Imagine a super smart computer, same as you.
You give him the data structure in UML.

What is going to happen in the next step ?
The computer will ask you : ok what that function is doing, give me a description...

You can say : hey this part is an iteration doing this, this part is a state machine, this part is a series of conditionnal statement...

Of course, each time the definition is not clearly explicit, the computer will ask recursively questions until everything is clear.

For now, doing that fully graphically simply do not work in term of realistic usage. It is too much pain.
As long as the computer is not smart enough to write 90% of these graphics automatically based on your answer to those question, we will not escape from text input for logic.

But that does not mean that text is the best input system for logic.

Anyway, thats just my two cents.

DEADC0DE said...

Another interesting thing to notice is how graphical languages tend to be less expressive than textual ones as encoding graphically a complex but powerful syntax is often very hard. Most graphical languages used in real world are state machine editors.

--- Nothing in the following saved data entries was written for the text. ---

//! Resilient inference: try the domain's model, validate what comes back,
//! and fall back to the rule-based estimator on any failure.
//!
//! Every stage reports a tagged [`Attempt`] instead of unwinding. Predictor
//! calls run on the blocking pool under a timeout, so a panicking or hung
//! model degrades to the fallback path like any other failure.

use std::fmt;
use std::sync::Arc;
use std::time::Duration;

use agrigate_core::{CropRecommendation, Domain, DomainInput, DomainRequest, InputLayout, OutputKind};
use chrono::{DateTime, Utc};
use serde::Serialize;
use tracing::{debug, warn};

use crate::adapter::build_features;
use crate::error::{InferError, ModelError};
use crate::graph::softmax;
use crate::predictor::{ModelBundle, Predictor};
use crate::registry::Registry;

pub const DEFAULT_PREDICT_TIMEOUT: Duration = Duration::from_millis(2000);

/// Alternatives reported for categorical domains.
const RANKED_ALTERNATIVES: usize = 3;

#[derive(Debug, Clone, Copy, PartialEq, Eq, Serialize)]
#[serde(rename_all = "snake_case")]
pub enum InferencePath {
    Model,
    Fallback,
}

/// Why the model path was abandoned.
#[derive(Debug, Clone, Copy, PartialEq, Eq, Serialize)]
#[serde(rename_all = "snake_case")]
pub enum FallbackReason {
    NoModel,
    PredictFailed,
    NotFinite,
    OutOfRange,
    UnknownClass,
    Timeout,
    Panicked,
}

impl FallbackReason {
    pub fn as_str(&self) -> &'static str {
        match self {
            Self::NoModel => "no model loaded",
            Self::PredictFailed => "model call failed",
            Self::NotFinite => "model output not finite",
            Self::OutOfRange => "model output out of range",
            Self::UnknownClass => "model output names no known class",
            Self::Timeout => "model call timed out",
            Self::Panicked => "model call panicked",
        }
    }
}

impl fmt::Display for FallbackReason {
    fn fmt(&self, f: &mut fmt::Formatter<'_>) -> fmt::Result {
        f.write_str(self.as_str())
    }
}

#[derive(Debug, Clone, PartialEq, Serialize)]
pub struct RankedClass {
    pub label: String,
    pub probability: f64,
}

/// Accepted model output.
#[derive(Debug, Clone, PartialEq)]
pub struct ModelOutput {
    pub value: f64,
    pub label: Option<String>,
    pub ranked: Vec<RankedClass>,
}

#[derive(Debug, Clone, PartialEq)]
pub enum Attempt {
    Accepted(ModelOutput),
    NeedsFallback(FallbackReason),
}

/// Settled prediction for one request.
#[derive(Debug, Clone, PartialEq, Serialize)]
pub struct Prediction {
    pub domain: Domain,
    pub value: f64,
    /// Qualitative bucket. Categorical domains bucket by class label, or by
    /// a status derived from it.
    pub bucket: String,
    /// Decoded class for categorical domains.
    #[serde(skip_serializing_if = "Option::is_none")]
    pub label: Option<String>,
    pub confidence: f64,
    pub path: InferencePath,
    #[serde(skip_serializing_if = "Option::is_none")]
    pub fallback_reason: Option<FallbackReason>,
    #[serde(skip_serializing_if = "Vec::is_empty")]
    pub alternatives: Vec<RankedClass>,
    #[serde(skip_serializing_if = "Option::is_none")]
    pub recommended_crops: Option<CropRecommendation>,
    pub computed_at: DateTime<Utc>,
}

/// Raw result of one predictor call, before validation.
#[derive(Debug)]
enum RawOutput {
    Scalar(f64),
    Probabilities(Vec<f64>),
    ClassIndex(f64),
}

enum ModelCall {
    Tabular(Vec<f64>),
    Tensor { values: Vec<f32>, shape: Vec<usize> },
}

pub struct Pipeline {
    registry: Arc<Registry>,
    predict_timeout: Duration,
}

impl Pipeline {
    pub fn new(registry: Arc<Registry>) -> Self {
        Self {
            registry,
            predict_timeout: DEFAULT_PREDICT_TIMEOUT,
        }
    }

    pub fn with_timeout(mut self, timeout: Duration) -> Self {
        self.predict_timeout = timeout;
        self
    }

    pub fn registry(&self) -> &Arc<Registry> {
        &self.registry
    }

    pub async fn infer(&self, request: &DomainRequest) -> Result<Prediction, InferError> {
        self.infer_input(request.input()).await
    }

    /// Settle one request. Never fails for domains that have a rule-based
    /// estimator.
    pub async fn infer_input(&self, input: &dyn DomainInput) -> Result<Prediction, InferError> {
        let domain = input.domain();
        let confidence = domain.confidence();

        let (value, label, alternatives, path, fallback_reason, confidence) =
            match self.attempt(input).await {
                Attempt::Accepted(out) => (
                    out.value,
                    out.label,
                    out.ranked,
                    InferencePath::Model,
                    None,
                    confidence.model,
                ),
                Attempt::NeedsFallback(reason) => {
                    let (Some(estimate), Some(fallback_confidence)) =
                        (input.fallback(), confidence.fallback)
                    else {
                        warn!(%domain, %reason, "no usable model and no fallback estimator");
                        return Err(InferError::ServiceUnavailable { domain, reason });
                    };
                    debug!(%domain, %reason, "using rule-based estimate");
                    (
                        estimate.value,
                        estimate.label,
                        Vec::new(),
                        InferencePath::Fallback,
                        Some(reason),
                        fallback_confidence,
                    )
                }
            };

        let value = input.finalize(value);
        let bucket = match (domain.thresholds(), label.as_deref()) {
            (Some(table), _) => table.bucket(input.classification_value(value)).to_string(),
            (None, Some(label)) => domain.class_bucket(label, value),
            (None, None) => "unknown".to_string(),
        };
        let recommended_crops = label.as_deref().and_then(|l| domain.crop_recommendation(l));

        debug!(%domain, value, %bucket, ?path, "prediction settled");
        Ok(Prediction {
            domain,
            value,
            bucket,
            label,
            confidence,
            path,
            fallback_reason,
            alternatives,
            recommended_crops,
            computed_at: Utc::now(),
        })
    }

    /// Model path only: build features, call, validate.
    pub async fn attempt(&self, input: &dyn DomainInput) -> Attempt {
        let domain = input.domain();
        let Some(bundle) = self.registry.get_all(domain) else {
            return Attempt::NeedsFallback(FallbackReason::NoModel);
        };
        let Some(model) = bundle.model().cloned() else {
            return Attempt::NeedsFallback(FallbackReason::NoModel);
        };

        let call = match domain.input_layout() {
            InputLayout::Tabular(spec) => {
                let features = build_features(spec, input, &bundle, model.expected_width());
                ModelCall::Tabular(features.values)
            }
            InputLayout::Tensor => match input.tensor() {
                Some(t) => ModelCall::Tensor {
                    values: t.values.to_vec(),
                    shape: t.shape.to_vec(),
                },
                None => return Attempt::NeedsFallback(FallbackReason::NoModel),
            },
        };

        let raw = match self.invoke(domain, model.clone(), call).await {
            Ok(raw) => raw,
            Err(reason) => return Attempt::NeedsFallback(reason),
        };

        match interpret(domain, &bundle, model.as_ref(), raw) {
            Ok(out) => Attempt::Accepted(out),
            Err(reason) => {
                warn!(%domain, %reason, "rejected model output");
                Attempt::NeedsFallback(reason)
            }
        }
    }

    async fn invoke(
        &self,
        domain: Domain,
        model: Arc<dyn Predictor>,
        call: ModelCall,
    ) -> Result<RawOutput, FallbackReason> {
        let kind = domain.output_kind();
        let task = tokio::task::spawn_blocking(move || run_model(model.as_ref(), &call, kind));

        match tokio::time::timeout(self.predict_timeout, task).await {
            Err(_) => {
                warn!(%domain, timeout_ms = self.predict_timeout.as_millis() as u64, "model call timed out");
                Err(FallbackReason::Timeout)
            }
            Ok(Err(join)) => {
                warn!(%domain, error = %join, "model call panicked");
                Err(FallbackReason::Panicked)
            }
            Ok(Ok(Err(e))) => {
                warn!(%domain, error = %e, "model call failed");
                Err(FallbackReason::PredictFailed)
            }
            Ok(Ok(Ok(raw))) => Ok(raw),
        }
    }
}

fn first(values: Vec<f64>) -> Result<f64, ModelError> {
    values.first().copied().ok_or(ModelError::EmptyOutput)
}

fn run_model(model: &dyn Predictor, call: &ModelCall, kind: OutputKind) -> Result<RawOutput, ModelError> {
    let features = match call {
        ModelCall::Tensor { values, shape } => {
            let out = model
                .predict_tensor(values, shape)
                .ok_or(ModelError::Unsupported("tensor input"))??;
            return Ok(RawOutput::Probabilities(as_distribution(out)));
        }
        ModelCall::Tabular(features) => features.as_slice(),
    };

    match kind {
        OutputKind::Regression => Ok(RawOutput::Scalar(first(model.predict(features)?)?)),
        OutputKind::Probability => match model.predict_proba(features) {
            // Positive class is the last column.
            Some(proba) => {
                let proba = proba?;
                proba.last().copied().map(RawOutput::Scalar).ok_or(ModelError::EmptyOutput)
            }
            None => Ok(RawOutput::Scalar(first(model.predict(features)?)?)),
        },
        OutputKind::Categorical => match model.predict_proba(features) {
            Some(proba) => Ok(RawOutput::Probabilities(proba?)),
            None => Ok(RawOutput::ClassIndex(first(model.predict(features)?)?)),
        },
    }
}

/// Image classifiers may end in raw logits rather than a softmax layer.
fn as_distribution(scores: Vec<f64>) -> Vec<f64> {
    let in_unit = scores.iter().all(|p| (0.0..=1.0).contains(p));
    let total: f64 = scores.iter().sum();
    if in_unit && (total - 1.0).abs() < 1e-3 {
        scores
    } else {
        softmax(&scores)
    }
}

/// Class labels for a categorical domain: the bundle's label component
/// first, then the model's own classes, then labels known up front.
fn class_labels(domain: Domain, bundle: &ModelBundle, model: &dyn Predictor) -> Vec<String> {
    if let Some(classes) = domain
        .label_component()
        .and_then(|role| bundle.get(role))
        .and_then(|p| p.classes())
    {
        return classes.to_vec();
    }
    if let Some(classes) = model.classes() {
        return classes.to_vec();
    }
    domain.builtin_classes().iter().map(|c| c.to_string()).collect()
}

fn validate(domain: Domain, value: f64) -> Result<f64, FallbackReason> {
    if !value.is_finite() {
        return Err(FallbackReason::NotFinite);
    }
    match domain.valid_range() {
        Some(range) if !range.contains(value) => Err(FallbackReason::OutOfRange),
        _ => Ok(value),
    }
}

fn interpret(
    domain: Domain,
    bundle: &ModelBundle,
    model: &dyn Predictor,
    raw: RawOutput,
) -> Result<ModelOutput, FallbackReason> {
    match raw {
        RawOutput::Scalar(v) => Ok(ModelOutput {
            value: validate(domain, v)?,
            label: None,
            ranked: Vec::new(),
        }),
        RawOutput::Probabilities(proba) => {
            if proba.iter().any(|p| !p.is_finite()) {
                return Err(FallbackReason::NotFinite);
            }
            let labels = class_labels(domain, bundle, model);
            let mut order: Vec<usize> = (0..proba.len()).collect();
            order.sort_by(|a, b| proba[*b].total_cmp(&proba[*a]));

            let top = *order.first().ok_or(FallbackReason::UnknownClass)?;
            let label = labels.get(top).cloned().ok_or(FallbackReason::UnknownClass)?;
            let ranked = order
                .iter()
                .take(RANKED_ALTERNATIVES)
                .filter_map(|i| {
                    labels.get(*i).map(|label| RankedClass {
                        label: label.clone(),
                        probability: proba[*i],
                    })
                })
                .collect();
            Ok(ModelOutput {
                value: validate(domain, proba[top])?,
                label: Some(label),
                ranked,
            })
        }
        RawOutput::ClassIndex(index) => {
            if !index.is_finite() || index < 0.0 || index.fract() != 0.0 {
                return Err(FallbackReason::UnknownClass);
            }
            let labels = class_labels(domain, bundle, model);
            let label = labels
                .get(index as usize)
                .cloned()
                .ok_or(FallbackReason::UnknownClass)?;
            // A bare class index carries no probability.
            Ok(ModelOutput {
                value: 1.0,
                label: Some(label),
                ranked: Vec::new(),
            })
        }
    }
}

State machines are probably the lower possible level of representing computation. And, as a side note, I do think that most of the time those tools are abused, it's my personal opionion and it's not my field so I could be really wrong, but I think that we're using state machines too much to represent game logic. I've always wondered if they could be replaced by another paradigm, I think that logic programming (ala prolog) could do the job...

Ale said...

Mhh I'm not an expert either, but too bad... It seems that research goes in the wrong direction, if they're trying to make "graphic" as alternative to "text".

Anyway, deadc0de, as you said a complex and powerful syntax via graphical method is hard (most probably: useless) to implement, so they point mostly to create graphical tools which ease the implementation of such pattern.

I never found state machines to be really "clean" in the code, both implemented with switch-case or with classes, so a graphical representation could be "more usable". It's just matter of tastes, I think.
So they did it with GUI, which tend to be more easy (everyone knows how state graphs are far more readable than state matrices or state-spaghetti-code).

About the abusing of states and logic programming... Well, abusing states is quite simple :) because it's easy to think in that way. It's a pity that it becomes hard to maintain as the code (and the states number) grow larger.

But why do you think that logic programming could do? I'm interested in this point (if this is a long topic, you could write a post about it, if you like :)

DEADC0DE said...

I think that state machines encode logical propositions and that expecially in games having a logical language can be more useful to encode logic. Think about encoding combos in a street fighter like game, it could be rather complex to do that with an explicit state machine. The only state machine that I find useful is the one that handles the menu system, but that one is implicit in the menu system itself, the current menu page is the state, the buttons/links are the transitions.